Ahora bien, para ser completo, el cálculo económico tiene que incluir el cálculo del producto potencial destruido o no producido. El cálculo empresarial sin cálculo del producto potencial es ambiguo, no consigue establecer si un crecimiento económico es real o apenas el resultado de la reacción a pérdidas del producto potencial, mayores que el producto adicional medido por la tasa de crecimiento. El cálculo empresarial mide las pérdidas netas de la riqueza como si se tratase de crecimiento positivo. Por tanto, no es consistente. Si no es completado por el cálculo del producto potencial, no puede llegar a resultados económicamente evaluables, desembocando teóricamente en cálculos tautológicos.
Si calculamos, aunque sea de manera aproximada, este cálculo del producto potencial, podríamos integrar la acción empresarial en una realidad que contrarreste la acción y el cálculo fragmentario de la empresa, y lo inserte dentro de una totalidad. Sin embargo, este cálculo del producto potencial no es reducible al cálculo cuantitativo, como lo es en apariencia el cálculo empresarial. La totalidad en la cual se han de integrar los fragmentos, es infinita. Por consiguiente, al intentar este cálculo, aparecen constantemente costos infinitos con los cuales no es posible proceder a realizar cálculos. La guerra atómica tiene un costo infinito, que de ningún modo se reduce a los costos de las bombas atómicas usadas. La potencialidad de la vida misma tampoco tiene un costo finito, al igual que la biodiversidad. El costo de la destrucción de la naturaleza es infinito, y con él no es posible hacer cálculos.
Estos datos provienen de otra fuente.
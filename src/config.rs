// Copyright (c) 2025 the dtu-bridge authors
// SPDX-License-Identifier: Apache-2.0

//! Bridge configuration.
//!
//! A single JSON document describes the two endpoints and the status LED.
//! Loading and saving are thin serde wrappers.  Anything beyond that, such
//! as validation against real hardware or persistence policy, belongs to the
//! integration, not here.

use std::fs;
use std::path::Path;

use serde::{Deserialize, Serialize};

use crate::error::Result;

/// Top-level configuration for a bridge instance.
#[derive(Debug, Clone, Serialize, Deserialize, PartialEq)]
pub struct BridgeConfig {
    /// Display name used in logs.
    pub name: String,
    pub uart: UartConfig,
    pub server: ServerConfig,
    /// Optional status LED; `None` disables the blink burst.
    #[serde(default)]
    pub led: Option<LedConfig>,
}

impl BridgeConfig {
    /// Load a configuration from a JSON file.
    pub fn from_json_file(path: impl AsRef<Path>) -> Result<BridgeConfig> {
        let text = fs::read_to_string(path)?;
        Ok(serde_json::from_str(&text)?)
    }

    /// Write the configuration back out as pretty-printed JSON.
    pub fn save(&self, path: impl AsRef<Path>) -> Result<()> {
        fs::write(path, serde_json::to_string_pretty(self)?)?;
        Ok(())
    }
}

/// Physical serial port parameters.
#[derive(Debug, Clone, Serialize, Deserialize, PartialEq)]
pub struct UartConfig {
    pub port: u8,
    #[serde(default = "default_baudrate")]
    pub baudrate: u32,
    #[serde(default = "default_bytesize")]
    pub bytesize: u8,
    #[serde(default)]
    pub parity: u8,
    #[serde(default = "default_stopbits")]
    pub stopbits: u8,
    #[serde(default)]
    pub flowctl: u8,
}

fn default_baudrate() -> u32 {
    115200
}

fn default_bytesize() -> u8 {
    8
}

fn default_stopbits() -> u8 {
    1
}

/// Remote peer parameters.
#[derive(Debug, Clone, Serialize, Deserialize, PartialEq)]
pub struct ServerConfig {
    pub host: String,
    pub port: u16,
    /// Downlink read timeout in milliseconds.
    #[serde(default = "default_timeout_ms")]
    pub timeout_ms: u64,
}

fn default_timeout_ms() -> u64 {
    1000
}

/// Status LED parameters.
#[derive(Debug, Clone, Serialize, Deserialize, PartialEq)]
pub struct LedConfig {
    /// GPIO number of the indicator output.
    pub gpio: u32,
}
// Copyright (c) 2025 the dtu-bridge authors
// SPDX-License-Identifier: Apache-2.0

//! # Bridge errors
//!
//! One error type covers the whole crate.  The variants fall into three
//! classes with very different handling policies:
//!
//! - [`TimedOut`] is expected and recoverable; loop code checks for it with
//!   [`is_timeout`] and simply tries again.
//! - [`NotOwner`] and [`WaiterConsumed`] are programming errors in the use of
//!   the monitor primitives.  They fail immediately and are never retried.
//! - [`NotOpen`], [`Io`] and [`Config`] come from the transports and the
//!   configuration layer.  The forwarding loops log these and keep going.
//!
//! [`TimedOut`]: Error::TimedOut
//! [`NotOwner`]: Error::NotOwner
//! [`WaiterConsumed`]: Error::WaiterConsumed
//! [`NotOpen`]: Error::NotOpen
//! [`Io`]: Error::Io
//! [`Config`]: Error::Config
//! [`is_timeout`]: Error::is_timeout

use std::io;

use thiserror::Error;

/// An error from the synchronization layer, a transport, or the config
/// loader.
#[derive(Debug, Error)]
pub enum Error {
    /// A blocking operation did not complete before its deadline.
    #[error("operation timed out")]
    TimedOut,

    /// A monitor operation was called by a thread that does not hold the
    /// guard mutex.
    #[error("calling thread does not hold the guard mutex")]
    NotOwner,

    /// A one-shot waiter was acquired a second time.
    #[error("one-shot waiter has already been consumed")]
    WaiterConsumed,

    /// A transport operation was attempted before `open`/`connect`.
    #[error("transport is not open")]
    NotOpen,

    /// An unexpected failure in the underlying transport or file system.
    #[error("i/o failure: {0}")]
    Io(#[from] io::Error),

    /// The configuration document could not be parsed or serialized.
    #[error("malformed configuration: {0}")]
    Config(#[from] serde_json::Error),
}

impl Error {
    /// Whether this is the recoverable timeout kind.
    pub fn is_timeout(&self) -> bool {
        matches!(self, Error::TimedOut)
    }
}

/// Wraps a value with a possible bridge error.
pub type Result<T> = std::result::Result<T, Error>;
Existen elementos cuantitativos de este cálculo, pero el cálculo mismo rebasa lo cuantitativo. El cálculo contable empresarial, en cambio, presupone que todos los costos sean finitos y, obviamente, calculables. Esta es la razón por la cual, en apariencia, es reducible a lo puramente cuantitativo. El cálculo del producto potencial no permite esas ilusiones. Para calcular bien, hay que basarse en valores correspondientes, por lo que el ideal de la neutralidad valórica carece de sentido. Para calcular bien, hay que hacer una opción valórica por la vida; la vida propia, la vida del otro, la vida de la naturaleza. La racionalidad lineal y abstracta medio-fin llega a su límite. La propia economía llega también a su límite.
Si la vida misma no se considera un valor de por sí, si la decisión sobre la vida y la muerte se trata como un “juicio de valor” del cual la ciencia no ha de ocuparse, entonces es imposible integrar la acción fragmentaria en la totalidad económica, incluyendo a la naturaleza. No hay por tanto neutralidad valórica posible. Ella declararía la legitimidad de la opción por la destrucción y por el suicidio colectivo. Declarar la neutralidad valórica frente a la guerra atómica, es declarar la legitimidad de esta guerra. Declarar la neutralidad valórica frente a la destrucción de la naturaleza, es declarar la legitimidad de esta destrucción. La neutralidad valórica presupone que existen al menos dos alternativas en pugna, para las cuales hay razones posibles: asignar medios escasos a fines alternativos. Si, en cambio, para una de las alternativas no hay razones posibles, la neutralidad valórica se vuelve imposible. Existe entonces una alternativa razonable, y otra, que lleva incluso al suicidio colectivo.